Monday, September 9, 2013

Americans losing homes for unpaid property taxes as little as $44

On the day Bennie Coleman lost his house, the day armed U.S. marshals came to his door and ordered him off the property, he slumped in a folding chair across the street and watched the vestiges of his 76 years hauled to the curb.
Movers carted out his easy chair, his clothes, his television. Next came the things that were closest to his heart: his Marine Corps medals and photographs of his dead wife, Martha. The duplex in Northeast Washington that Coleman bought with cash two decades earlier was emptied and shuttered. By sundown, he had nowhere to go.
All because he didn’t pay a $134 property tax bill.
HOMES FOR THE TAKING:
LIENS, LOSS AND PROFITEERS — Part 1 of 3

Part 2 — As federal agents investigated a sweeping bid-rigging scheme at Maryland’s tax auctions, some of those same suspects were in the District, engaging in dozens of rounds of unusual bidding. Coming Monday.
Part 3 — District tax officials have made hundreds of mistakes in recent years by declaring property owners delinquent even after they paid their taxes, forcing them to fight for their homes. Coming Tuesday.

The retired Marine sergeant lost his house on that summer day two years ago through a tax lien sale — an obscure program run by D.C. government that enlists private investors to help the city recover unpaid taxes.
For decades, the District placed liens on properties when homeowners failed to pay their bills, then sold those liens at public auctions to mom-and-pop investors who drew a profit by charging owners interest on top of the tax debt until the money was repaid.
But under the watch of local leaders, the program has morphed into a predatory system of debt collection for well-financed, out-of-town companies that turned $500 delinquencies into $5,000 debts — then foreclosed on homes when families couldn’t pay, a Washington Post investigation found.
As the housing market soared, the investors scooped up liens in every corner of the city, then started charging homeowners thousands in legal fees and other costs that far exceeded their original tax bills, with rates for attorneys reaching $450 an hour.

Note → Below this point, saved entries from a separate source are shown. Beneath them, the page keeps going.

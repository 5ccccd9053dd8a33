//! Line segments from a binary edge map.
//!
//! [`imageproc::hough::detect_lines`] finds infinite lines in polar form.
//! Each line is then rasterized across the image and split into segments
//! wherever the edge pixels along it break for more than `line_gap`
//! pixels. Pixels claimed by an accepted segment are not reused by later
//! lines.

use image::GrayImage;
use imageproc::hough::{LineDetectionOptions, PolarLine, detect_lines};

/// Radius of the non-maximum suppression applied to the Hough
/// accumulator, in accumulator cells.
pub const SUPPRESSION_RADIUS: u32 = 2;

/// A segment between two edge pixels, as `(x, y)` image coordinates.
#[derive(Debug, Clone, Copy, PartialEq, Eq, Hash)]
pub struct PixelSegment {
    /// First pixel along the line.
    pub start: (u32, u32),
    /// Last pixel along the line.
    pub end: (u32, u32),
}

impl PixelSegment {
    /// Chebyshev length: the larger of the horizontal and vertical extents.
    #[must_use]
    pub const fn extent(&self) -> u32 {
        let dx = self.start.0.abs_diff(self.end.0);
        let dy = self.start.1.abs_diff(self.end.1);
        if dx > dy { dx } else { dy }
    }

    /// Shift by a tile offset.
    #[must_use]
    pub const fn offset(self, dx: u32, dy: u32) -> Self {
        Self {
            start: (self.start.0 + dx, self.start.1 + dy),
            end: (self.end.0 + dx, self.end.1 + dy),
        }
    }
}

/// Segment extraction parameters.
#[derive(Debug, Clone, Copy, PartialEq, Eq)]
pub struct SegmentOptions {
    /// Minimum Hough votes for a line.
    pub threshold: u32,
    /// Minimum segment extent in pixels.
    pub line_length: u32,
    /// Largest run of missing pixels bridged within a segment.
    pub line_gap: u32,
}

/// Extract segments from `edges` (non-zero pixels are edges).
#[must_use]
pub fn detect_segments(edges: &GrayImage, options: &SegmentOptions) -> Vec<PixelSegment> {
    let (width, height) = edges.dimensions();
    if width == 0 || height == 0 {
        return Vec::new();
    }

    let lines = detect_lines(
        edges,
        LineDetectionOptions {
            vote_threshold: options.threshold,
            suppression_radius: SUPPRESSION_RADIUS,
        },
    );

    let mut consumed = vec![false; width as usize * height as usize];
    let mut segments = Vec::new();
    for line in &lines {
        let pixels = rasterize(line, width, height);
        collect_runs(edges, &pixels, options, &mut consumed, &mut segments);
    }
    segments
}

/// Candidate pixels for each step along `line` inside a `width` x
/// `height` image, nearest first.
///
/// Steps one pixel at a time along the dominant axis of the line
/// direction. The accumulator truncates `r` toward zero, so each step
/// offers the pixel nearest the middle of that truncation bin and its
/// two neighbours across the line.
fn rasterize(line: &PolarLine, width: u32, height: u32) -> Vec<Vec<(u32, u32)>> {
    let theta = f64::from(line.angle_in_degrees).to_radians();
    let (sin, cos) = theta.sin_cos();
    let r = f64::from(line.r);
    let r = if r > 0.0 {
        r + 0.5
    } else if r < 0.0 {
        r - 0.5
    } else {
        r
    };

    // Points satisfy x * cos + y * sin = r; the line runs along (-sin, cos).
    let steep = cos.abs() >= sin.abs();
    let (steps, limit) = if steep { (height, width) } else { (width, height) };

    let mut pixels = Vec::with_capacity(steps as usize);
    for step in 0..steps {
        let t = f64::from(step);
        let other = if steep {
            (t.mul_add(-sin, r)) / cos
        } else {
            (t.mul_add(-cos, r)) / sin
        };
        let nearest = other.round();
        let mut candidates: Vec<f64> = [nearest, nearest - 1.0, nearest + 1.0]
            .into_iter()
            .filter(|c| *c >= 0.0 && *c < f64::from(limit))
            .collect();
        if candidates.is_empty() {
            continue;
        }
        candidates.sort_by(|a, b| (a - other).abs().total_cmp(&(b - other).abs()));
        #[allow(clippy::cast_possible_truncation, clippy::cast_sign_loss)]
        let step_pixels = candidates
            .into_iter()
            .map(|c| {
                let c = c as u32;
                if steep { (c, step) } else { (step, c) }
            })
            .collect();
        pixels.push(step_pixels);
    }
    pixels
}

/// Split the edge pixels along one rasterized line into segments.
///
/// Each step contributes its nearest unclaimed edge pixel, if any.
fn collect_runs(
    edges: &GrayImage,
    steps: &[Vec<(u32, u32)>],
    options: &SegmentOptions,
    consumed: &mut [bool],
    segments: &mut Vec<PixelSegment>,
) {
    let width = edges.width() as usize;
    let index = |(x, y): (u32, u32)| x as usize + y as usize * width;

    let mut run: Vec<(u32, u32)> = Vec::new();
    let mut gap = 0_u32;
    for candidates in steps {
        let hit = candidates
            .iter()
            .copied()
            .find(|&pixel| edges.get_pixel(pixel.0, pixel.1).0[0] > 0 && !consumed[index(pixel)]);
        if let Some(pixel) = hit {
            run.push(pixel);
            gap = 0;
        } else if !run.is_empty() {
            gap += 1;
            if gap > options.line_gap {
                close_run(&mut run, options, consumed, segments, index);
                gap = 0;
            }
        }
    }
    close_run(&mut run, options, consumed, segments, index);
}

fn close_run(
    run: &mut Vec<(u32, u32)>,
    options: &SegmentOptions,
    consumed: &mut [bool],
    segments: &mut Vec<PixelSegment>,
    index: impl Fn((u32, u32)) -> usize,
) {
    if let (Some(&start), Some(&end)) = (run.first(), run.last()) {
        let segment = PixelSegment { start, end };
        if segment.extent() >= options.line_length {
            for &pixel in run.iter() {
                consumed[index(pixel)] = true;
            }
            segments.push(segment);
        }
    }
    run.clear();
}
//! Candidate edges for the trend-line search.
//!
//! Edges come from a triangulation of the point locations and are pruned
//! by length, part membership and (optionally) orientation. The result
//! is sorted by length so the shortest edges seed paths first.

use std::collections::BTreeSet;

use log::debug;

use crate::config::{AzimuthFilter, DetectionConfig};
use crate::triangulate::Triangulator;
use crate::types::{CurveError, Edge, Point, check_length};

/// An undirected edge (canonical `from < to`) with its length.
#[derive(Debug, Clone, Copy, PartialEq)]
pub struct CandidateEdge {
    /// The canonical endpoint pair.
    pub edge: Edge,
    /// Euclidean length.
    pub length: f64,
}

/// Build the sorted, filtered candidate edges for one group of points.
///
/// `parts` holds one part label per point; an edge survives only when its
/// endpoints belong to different parts.
///
/// # Errors
///
/// Returns [`CurveError::LengthMismatch`] if `parts` and `points` differ
/// in length, or the triangulator's error.
pub fn build_candidate_edges(
    points: &[Point],
    parts: &[i64],
    config: &DetectionConfig,
    triangulator: &impl Triangulator,
) -> Result<Vec<CandidateEdge>, CurveError> {
    check_length("parts", points.len(), parts.len())?;

    let triangles = triangulator.triangulate(points)?;
    let unique: BTreeSet<Edge> = triangles
        .iter()
        .flat_map(|&[a, b, c]| [Edge::new(a, b), Edge::new(b, c), Edge::new(c, a)])
        .map(Edge::canonical)
        .collect();

    // BTreeSet iteration is in index order, so the stable sort breaks
    // length ties by endpoint pair.
    let mut candidates: Vec<CandidateEdge> = unique
        .into_iter()
        .map(|edge| CandidateEdge {
            edge,
            length: points[edge.from].distance(points[edge.to]),
        })
        .collect();
    candidates.sort_by(|a, b| a.length.total_cmp(&b.length));
    let triangulated = candidates.len();

    if let Some(max_distance) = config.max_distance {
        candidates.retain(|c| c.length <= max_distance);
    }
    candidates.retain(|c| parts[c.edge.from] != parts[c.edge.to]);

    if let Some(filter) = &config.azimuth {
        let edges: Vec<Edge> = candidates.iter().map(|c| c.edge).collect();
        let keep = filter_segments_orientation(points, &edges, filter);
        let mut keep = keep.into_iter();
        candidates.retain(|_| keep.next().unwrap_or(false));
    }

    debug!(
        "{} candidate edges kept of {triangulated} triangulated",
        candidates.len()
    );
    Ok(candidates)
}

/// Flag the segments aligned with the filter's azimuth.
///
/// A segment passes when the angle between its direction and the azimuth
/// is strictly within the tolerance of 0 or 180 degrees, so the direction
/// of travel along the segment does not matter. Zero-length segments
/// never pass.
#[must_use]
pub fn filter_segments_orientation(
    points: &[Point],
    segments: &[Edge],
    filter: &AzimuthFilter,
) -> Vec<bool> {
    let (dx, dy) = filter.direction();
    let target = Point::new(dx, dy);
    let tolerance = filter.tolerance.to_radians();

    segments
        .iter()
        .map(|segment| {
            let vector = segment.vector(points);
            let norm = vector.norm();
            if norm == 0.0 {
                return false;
            }
            let angle = (vector.dot(target) / norm).clamp(-1.0, 1.0).acos();
            angle.abs() < tolerance || (angle - std::f64::consts::PI).abs() < tolerance
        })
        .collect()
}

How you could lose your home

Property owners in the District risk losing their homes over relatively small amounts in unpaid property taxes. Here’s a look at the process:

If you don’t pay your taxes, the District sells a lien for the tax debt to an investor, usually a company. The investor gets a lien.


$2,500
The typical lien amount, just a fraction of the property’s value
13,000
Tax liens the District has sold from 2005 to 2012
Note: The District no longer sells tax liens on houses for delinquent tax bills under $1,000. Lien amounts include property taxes, penalties and interest. The District doesn’t track legal fees charged to homeowners. The estimates of legal fees is besed on a Post study of more than 200 cases. The foreclosure and court cases are through mid-2013.
Source: Data from D.C. Office of Tax and Revenue and D.C. Superior Court
Families have been forced to borrow or strike payment plans to save their homes.
Others weren’t as lucky. Tax lien purchasers have foreclosed on nearly 200 houses since 2005 and are now pressing to take 1,200 more, many owned free and clear by families for generations.
Investors also took storefronts, parking lots and vacant land — about 500 properties in all, or an average of one a week. In dozens of cases, the liens were less than $500.
Coleman, struggling with dementia, was among those who lost a home. His debt had snowballed to $4,999 — 37 times the original tax bill. Not only did he lose his $197,000 house, but he also was stripped of the equity because tax lien purchasers are entitled to everything, trumping even mortgage companies.
“This is destroying lives,” said Christopher Leinberger, a distinguished scholar and research professor of urban real estate at George Washington University.
Officials at the D.C. Office of Tax and Revenue said that without tax sales, property owners wouldn’t feel compelled to pay their bills.
“The tax sale is the last resort. It’s also the first resort — it’s the only way in the statute to collect debt,” said deputy chief financial officer Stephen Cordi.
But the District, a hotbed for the tax lien industry, has done little to shield its most vulnerable homeowners from unscrupulous operators.
Foreclosures have upended families in some of the city’s most distressed neighborhoods. Houses were taken from a housekeeper, a department store clerk, a seamstress and even the estates of dead people. The hardest hit: elderly homeowners, who were often sick or dying when tax lien purchasers seized their houses.
One 65-year-old flower shop owner lost his Northwest Washington home of 40 years after a company from Florida paid his back taxes — $1,025 — and then took the house through foreclosure while he was in hospice, dying of cancer. A 95-year-old church choir leader lost her family home to a Maryland investor over a tax debt of $44.79 while she was struggling with Alzheimer’s in a nursing home.
Other cities and states took steps to curb abuses, such as capping the fees, safeguarding houses owned by the elderly or scrapping tax sales altogether and instead collecting the money themselves.
“Where is the justice? They’re taking people’s lives,” said Beverly Smalls, whose elderly aunt lost her home in Northeast Washington. “It’s just not right.”